REQUIREMENT | Only the lines from the one that contains "for convenient imports." through the final line of the entries should be repeated, exactly as written.

====== EXTRACTED ENTRIES ======

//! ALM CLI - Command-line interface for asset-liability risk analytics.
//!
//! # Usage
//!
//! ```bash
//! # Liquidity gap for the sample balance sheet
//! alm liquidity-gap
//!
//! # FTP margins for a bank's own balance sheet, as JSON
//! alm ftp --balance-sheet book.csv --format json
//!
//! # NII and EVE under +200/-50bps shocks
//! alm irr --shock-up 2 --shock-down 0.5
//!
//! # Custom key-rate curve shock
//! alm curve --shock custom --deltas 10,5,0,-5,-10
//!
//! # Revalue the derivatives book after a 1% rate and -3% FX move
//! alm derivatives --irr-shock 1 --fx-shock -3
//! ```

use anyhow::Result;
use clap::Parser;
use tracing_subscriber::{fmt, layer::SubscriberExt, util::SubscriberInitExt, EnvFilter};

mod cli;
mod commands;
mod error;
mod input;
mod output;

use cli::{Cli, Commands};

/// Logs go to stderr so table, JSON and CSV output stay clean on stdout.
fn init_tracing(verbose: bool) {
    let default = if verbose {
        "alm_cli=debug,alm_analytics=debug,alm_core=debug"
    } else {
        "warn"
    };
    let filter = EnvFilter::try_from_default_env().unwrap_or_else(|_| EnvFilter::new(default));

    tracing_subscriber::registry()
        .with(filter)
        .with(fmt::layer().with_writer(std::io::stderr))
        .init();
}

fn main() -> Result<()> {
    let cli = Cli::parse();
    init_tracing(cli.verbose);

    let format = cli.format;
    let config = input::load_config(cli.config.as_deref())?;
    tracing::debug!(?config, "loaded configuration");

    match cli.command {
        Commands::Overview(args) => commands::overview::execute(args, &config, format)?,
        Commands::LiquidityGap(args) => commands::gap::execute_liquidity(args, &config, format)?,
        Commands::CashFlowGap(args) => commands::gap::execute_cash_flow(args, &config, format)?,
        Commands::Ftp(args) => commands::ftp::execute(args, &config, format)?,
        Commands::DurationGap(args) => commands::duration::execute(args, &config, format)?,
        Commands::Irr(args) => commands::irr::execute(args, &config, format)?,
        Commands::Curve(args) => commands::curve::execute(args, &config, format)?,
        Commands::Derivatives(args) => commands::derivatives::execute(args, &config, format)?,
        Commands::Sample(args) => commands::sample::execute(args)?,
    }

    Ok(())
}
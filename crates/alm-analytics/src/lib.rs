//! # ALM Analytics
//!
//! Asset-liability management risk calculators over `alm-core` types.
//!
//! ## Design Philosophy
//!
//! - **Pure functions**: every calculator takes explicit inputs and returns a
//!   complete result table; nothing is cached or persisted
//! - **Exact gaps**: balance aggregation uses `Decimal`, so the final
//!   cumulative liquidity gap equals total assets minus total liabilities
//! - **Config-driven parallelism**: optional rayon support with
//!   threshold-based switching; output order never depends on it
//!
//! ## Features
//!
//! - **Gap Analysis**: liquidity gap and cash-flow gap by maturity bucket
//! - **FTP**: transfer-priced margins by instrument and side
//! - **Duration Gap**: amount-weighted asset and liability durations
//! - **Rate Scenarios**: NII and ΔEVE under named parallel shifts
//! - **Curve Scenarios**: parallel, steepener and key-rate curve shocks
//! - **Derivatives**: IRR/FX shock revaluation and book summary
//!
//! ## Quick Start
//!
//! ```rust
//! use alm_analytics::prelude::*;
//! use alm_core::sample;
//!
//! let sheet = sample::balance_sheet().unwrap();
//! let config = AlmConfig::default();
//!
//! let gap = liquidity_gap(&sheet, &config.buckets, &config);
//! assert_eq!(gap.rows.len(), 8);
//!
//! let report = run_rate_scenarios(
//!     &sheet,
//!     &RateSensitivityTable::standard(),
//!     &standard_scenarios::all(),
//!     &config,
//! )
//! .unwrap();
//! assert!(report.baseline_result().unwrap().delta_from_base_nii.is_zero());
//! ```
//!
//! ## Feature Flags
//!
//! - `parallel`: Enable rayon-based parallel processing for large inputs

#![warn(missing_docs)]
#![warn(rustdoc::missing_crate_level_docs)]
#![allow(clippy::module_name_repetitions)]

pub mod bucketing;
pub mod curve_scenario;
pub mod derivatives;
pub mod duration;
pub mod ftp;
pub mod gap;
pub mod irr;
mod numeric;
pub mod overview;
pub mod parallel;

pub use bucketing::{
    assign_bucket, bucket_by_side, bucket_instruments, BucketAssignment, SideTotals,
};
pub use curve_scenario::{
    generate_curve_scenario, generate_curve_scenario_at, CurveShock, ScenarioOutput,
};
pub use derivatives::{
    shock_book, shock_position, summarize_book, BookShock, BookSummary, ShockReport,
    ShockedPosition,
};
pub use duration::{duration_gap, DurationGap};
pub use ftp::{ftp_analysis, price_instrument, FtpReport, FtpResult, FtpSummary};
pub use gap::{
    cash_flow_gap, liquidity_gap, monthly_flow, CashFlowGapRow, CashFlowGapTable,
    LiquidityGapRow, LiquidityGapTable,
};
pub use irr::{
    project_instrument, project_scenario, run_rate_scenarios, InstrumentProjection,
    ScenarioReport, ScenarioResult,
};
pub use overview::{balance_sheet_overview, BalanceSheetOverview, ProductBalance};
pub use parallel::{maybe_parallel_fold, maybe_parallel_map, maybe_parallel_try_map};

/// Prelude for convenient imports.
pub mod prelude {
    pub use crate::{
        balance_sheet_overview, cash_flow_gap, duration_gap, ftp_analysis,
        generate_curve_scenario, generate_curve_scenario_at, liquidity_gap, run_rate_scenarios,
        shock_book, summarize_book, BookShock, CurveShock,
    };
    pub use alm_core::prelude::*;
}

======

ANSWER TO THIS EXERCISE |
/// Prelude for convenient imports.
pub mod prelude {
    pub use crate::{
        balance_sheet_overview, cash_flow_gap, duration_gap, ftp_analysis,
        generate_curve_scenario, generate_curve_scenario_at, liquidity_gap, run_rate_scenarios,
        shock_book, summarize_book, BookShock, CurveShock,
    };
    pub use alm_core::prelude::*;
}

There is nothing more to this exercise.